More than 200 hours of flying by Iraqi, American and British fighters as well as unmanned surveillance aircraft over the past month have been part of a plan to track down the leader of the terrorist organization, Ibrahim Awad al-Badri, Abu Bakr al-Baghdadi.
While a tribal leader confirmed that three parties are looking for al-Baghdadi today and the issue of killing or killing him, in case he was actually within the subject of time no more.
According to a senior Iraqi general in the Ministry of Defense, who preferred anonymity, Iraqi, American and British combat and surveillance and surveillance carried out more than 200 hours of flying in northern and western Iraq last month to track the traces of the leader of Abu Bakr al-Baghdadi Nearby.
"Last week, three sites were bombed on the basis of reports sent by surveillance aircraft in the Anbar desert. These sites are likely to contain important leaders from Da'ash, where terrorists have actually been killed, but not al-Baghdadi or one of his senior aides," he said.

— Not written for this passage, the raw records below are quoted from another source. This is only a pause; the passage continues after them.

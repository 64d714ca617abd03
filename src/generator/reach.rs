use std::collections::{HashMap, HashSet};

use super::SynthError;
use crate::design::{Attribute, DataType, Design};

/// Answers "does anything reachable from this attribute satisfy `pred`?",
/// following named types through the design.
///
/// Results for named types are memoized for the lifetime of the value, which
/// is one top-level synthesis call. Each fresh query marks a type as visited
/// before descending into it, so recursive types terminate.
pub(crate) struct Reach<'a, F> {
    design: &'a Design,
    pred: F,
    memo: HashMap<String, bool>,
}

impl<'a, F> Reach<'a, F>
where
    F: Fn(&Attribute) -> bool,
{
    pub(crate) fn new(design: &'a Design, pred: F) -> Self {
        Reach {
            design,
            pred,
            memo: HashMap::new(),
        }
    }

    pub(crate) fn named(&mut self, name: &str) -> Result<bool, SynthError> {
        if let Some(&known) = self.memo.get(name) {
            return Ok(known);
        }
        let mut visiting = HashSet::new();
        let found = self.search_named(name, &mut visiting)?;
        self.memo.insert(name.to_string(), found);
        Ok(found)
    }

    fn search_named(&self, name: &str, visiting: &mut HashSet<String>) -> Result<bool, SynthError> {
        if let Some(&known) = self.memo.get(name) {
            return Ok(known);
        }
        if !visiting.insert(name.to_string()) {
            return Ok(false);
        }
        let user_type = self
            .design
            .user_type(name)
            .ok_or_else(|| SynthError::UnknownType(name.to_string()))?;
        self.search(&user_type.attribute, visiting)
    }

    fn search(&self, attribute: &Attribute, visiting: &mut HashSet<String>) -> Result<bool, SynthError> {
        if (self.pred)(attribute) {
            return Ok(true);
        }
        match &attribute.data_type {
            DataType::Primitive(_) => Ok(false),
            DataType::Array(elem) => self.search(elem, visiting),
            DataType::Map { key, elem } => {
                Ok(self.search(key, visiting)? || self.search(elem, visiting)?)
            }
            DataType::Object(object) => {
                for field in object.iter() {
                    if self.search(&field.attribute, visiting)? {
                        return Ok(true);
                    }
                }
                Ok(false)
            }
            DataType::Named(name) | DataType::Projected(name) => self.search_named(name, visiting),
        }
    }
}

He added that "the operations are continuing along with the program of tapping suspicious calls, and tracking and analysis of intelligence teams that travel in different formats and images in the areas of Badu and attended Anbar and Nineveh to obtain any information about Baghdadi or his aides."
The same source said reports that he had fled to areas in the Maghreb or Turkey were unreliable at the present time and could be "misleading".
In the same context, said the leader of the tribes of a prominent anti-organization in the town of Qaim near the border with Syria, "the seekers of the head of al-Baghdadi in Iraq have become many and the most important year of Iraq," as he described.
According to Sheikh Mohammed Mtaab al-Anzi, "three parties are looking for al-Baghdadi today, the US military and the Western alliance with him and Baghdad and the third year of Iraq, and this means that a supporter lost his incubator completely."
"All of us are looking for him today with reward or without reward. This man has caused plundering and plundering in Iraqi Sunni cities and provided great services to Iran that no one else can provide. The first is the annihilation of Iraqi cities that have been disobedient to Iranian influence over the past period, The Syrian regime Bashar al-Assad in his chair after it was about to disappear and succeed the revolution, "according to his saying.
He considered that the issue of his death or detention in the event that he was present in Iraq has already become the subject of no more time.
The Iraqi military reports estimate the number of elements of the current "Daqash" in Iraq about a thousand scattered elements in the form of sleeper cells within cities and others scattered in the Western Sahara and the island and the desert between Nineveh and Anbar and in areas of the mountains of Hamrin in northern Iraq.
Baghdad was able after a fierce fighting for more than 3 years and with wide Western support to break the organization of "Daash", which swept through large areas of the north and west of the country in mid-2014 from Syria, and exploited the popular movement in the provinces of the north and west to protest against the policy of former Prime Minister Nuri al-Maliki, Characterized by sectarianism and repression and arbitrary arrests and exclusion of the sons of the Sunni component in the country.
The occupation of Iraqi cities has resulted in the death and injury of at least a quarter of a million Iraqis, more than 60 percent of them children and women. More than 100,000 soldiers, soldiers, security personnel, members of the Popular Gathering, Peshmerga and clan fighters were killed and wounded during the fighting.
Iraq also suffered huge financial losses estimated at 100 billion dollars, as well as huge destruction in more than 180 administrative units between the province and the district and the province and the town of Anbar, Nineveh, Diyala, Kirkuk, Babil, Wasit and Salahuddin, as well as the belt of the capital Baghdad, apart from the displacement of six and a half million Iraqis From their homes.